2回顕微授精を行い、PPOS 法(黄体ホルモン併用卵巣刺激法)を採用しましたが、E2 の値が高いのに十分な数の卵子が採れません。1 回目はレコベル ®とフェマーラ®、デュファストン®を使用し、E2 は 4000pg/ml 近く。卵胞は 40 個見えましたが 11 個の卵子しか採れず、胚盤胞になったのは1 個のみ。移植しましたが陰性で転院。2 回目はゴナールエフ ®、クロミッド ®、フェマーラ ®を使用し、E2 は 3500pg/ml。卵胞は 15 個で採れた卵子は 2 個、胚盤胞は0 でショックでした。良い方法があれば知りたいです。
2回の採卵とも十分な卵子が採れなかったということですが、先生の所見はいかがでしょうか。
最初の採卵前には卵胞が40個も見えていたそうです。
生田先生●それほどの数になるのはだいたいPCOSの方です。PCOSの方の場合は排卵誘発剤の反応の出方が異なり、卵胞の数が徐々に増えていくのではなくて、あるところで突然ブワッと増えるのが特徴です。1回目の時は、おそらくそれでE2の値が一気に上がったので採卵の予定を繰り上げたのだと思いますが、早めにオビドレル®(HCG製剤の1つ)に切り替えたので、まだ卵胞が小さかったのだと思います。それでうまく採卵できなかったのと、採れた卵子も未成熟だったので受精も期待どおりにはいかなかったのではないでしょうか。

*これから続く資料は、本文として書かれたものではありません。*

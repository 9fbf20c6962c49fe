//! Entity re-exports.

pub use super::financial_years::Entity as FinancialYears;
pub use super::payments::Entity as Payments;
pub use super::transactions::Entity as Transactions;
pub use super::upload_history::Entity as UploadHistory;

胚盤胞1個は移植できたけれど、胚盤胞を戻した場合の妊娠率でも50%ですから、残念ながら妊娠に至らなかったわけですね。小さな卵巣の中に40個もの卵胞が押し合いへし合いしていたわけなので、卵子の質もあまり良くなかったのではないかな、と思います。
生田先生でしたらどのように対処されますか?
生田先生●卵胞が40個まで増えてしまった場合、コースティング(卵巣過剰刺激症候群になるリスクを回避するため、一時的にHMGの注射を中止して排卵を抑制した状態を数日間維持し、ホルモン値が低下するのを待って採卵する)という方法もあります。ですが、長くコースティングすると回収卵子がかなり減るので、一旦治療を止めて、もう少し刺激を軽くして改めて採卵するのがよいと思います。
転院後の医師は、1回目の経緯をみて通常は150単位で打つゴナールエフ®を少なめの100単位にしたんですね。それで1回目ほどE2の数値は上がらず3500pg/mlくらいで、15個ほどの卵胞が見えていて、実際に採れた卵子は2個だったということが考えられます。

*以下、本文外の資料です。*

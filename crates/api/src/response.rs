//! Error to JSON response mapping.

use axum::{
    Json,
    http::StatusCode,
    response::{IntoResponse, Response},
};
use serde_json::json;
use steward_db::repositories::{FinancialYearError, UploadError};
use steward_shared::AppError;
use tracing::error;

/// Handler error rendered as `{"error": <code>, "message": <text>}`.
#[derive(Debug)]
pub struct ApiError(pub AppError);

impl ApiError {
    /// Caller-facing message. Store failures are replaced by a generic text.
    fn message(&self) -> String {
        match &self.0 {
            AppError::Unauthenticated(failure) => failure.to_string(),
            AppError::Forbidden(msg)
            | AppError::NotFound(msg)
            | AppError::InvalidState(msg)
            | AppError::OriginRejected(msg)
            | AppError::Validation(msg) => msg.clone(),
            AppError::ConfirmationMismatch { expected } => {
                format!("Type \"{expected}\" to confirm the reset")
            }
            AppError::Database(_) | AppError::Internal(_) => "An error occurred".to_string(),
        }
    }
}

impl IntoResponse for ApiError {
    fn into_response(self) -> Response {
        let status = StatusCode::from_u16(self.0.status_code())
            .unwrap_or(StatusCode::INTERNAL_SERVER_ERROR);

        if self.0.is_internal() {
            error!(error = %self.0, "Request failed");
        }

        let mut body = json!({
            "error": self.0.error_code(),
            "message": self.message(),
        });
        if let AppError::ConfirmationMismatch { expected } = &self.0 {
            body["expected"] = json!(expected);
        }

        (status, Json(body)).into_response()
    }
}

impl From<AppError> for ApiError {
    fn from(err: AppError) -> Self {
        Self(err)
    }
}

impl From<FinancialYearError> for ApiError {
    fn from(err: FinancialYearError) -> Self {
        Self(err.into())
    }
}

impl From<UploadError> for ApiError {
    fn from(err: UploadError) -> Self {
        Self(err.into())
    }
}

/// Result type for handlers.
pub type ApiResult<T> = Result<T, ApiError>;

あまり採卵できなかったのは、オビドレル®を注射してから採卵までの時間が少し短かったか、自己注射であるオビドレル®を正しく打てていなかったからか、卵胞が意外と小さめで切り替えたためなのか、そのあたりも気になります。
HCG製剤が卵胞までたどり着くと、卵胞の中の顆粒膜細胞が卵丘細胞にヒアルロン酸をつくらせて細胞間の間が広がり、内側の壁にくっついている卵子がメリメリと剥がれます。そこで卵子がヒアルロン酸の粘液に包まれたまま浮き上がってくることで採卵できるので、もう少し時間があればうまく浮き上がってきたのではないかな、と。
採卵のタイミングが少し早かった可能性があるわけですね。
生田先生●オビドレル®が十分に作用するまで若干、時間がかかっているのかもしれません。通常はHCGのお薬を注射してから採卵までの時間は36時間くらいですが、それをたとえば、1時間くらい長くしてみるとか。あまり長くすると排卵してしまい、採卵できなくなりますから、そうならないよう、少しだけ時間稼ぎをしてみるといいかもしれません。
反応に時間がかかる場合、HCGのお薬の量を増やしてみることもありますが、PCOSの方は卵巣が腫れる危険性があるので、難しいですね。
使用する薬剤で、工夫することなどはありますか?
生田先生●採卵については薬剤の選択というより、HCGの注射をしてからのインターバルが一番の問題ですが、PCOSの方の排卵誘発剤は、クロミッド®よりもE2があまり上がらないフェマーラ®を使うほうがいいと思います。
PCOSの方の卵胞刺激は難しいので、とにかくインターバルの置き方を少しずつ変えて何度か試してみる。個人差もあるので、ssさんに適した時間を探し出して採卵していくしかないと思います。
刺激によって卵胞がどんな感じで膨らんでくるかが問題なので、医師がそこをよく見極めて、頑張ってタイミングを見計らっていけば、当院でもだいたいの方が妊娠することができていますよ。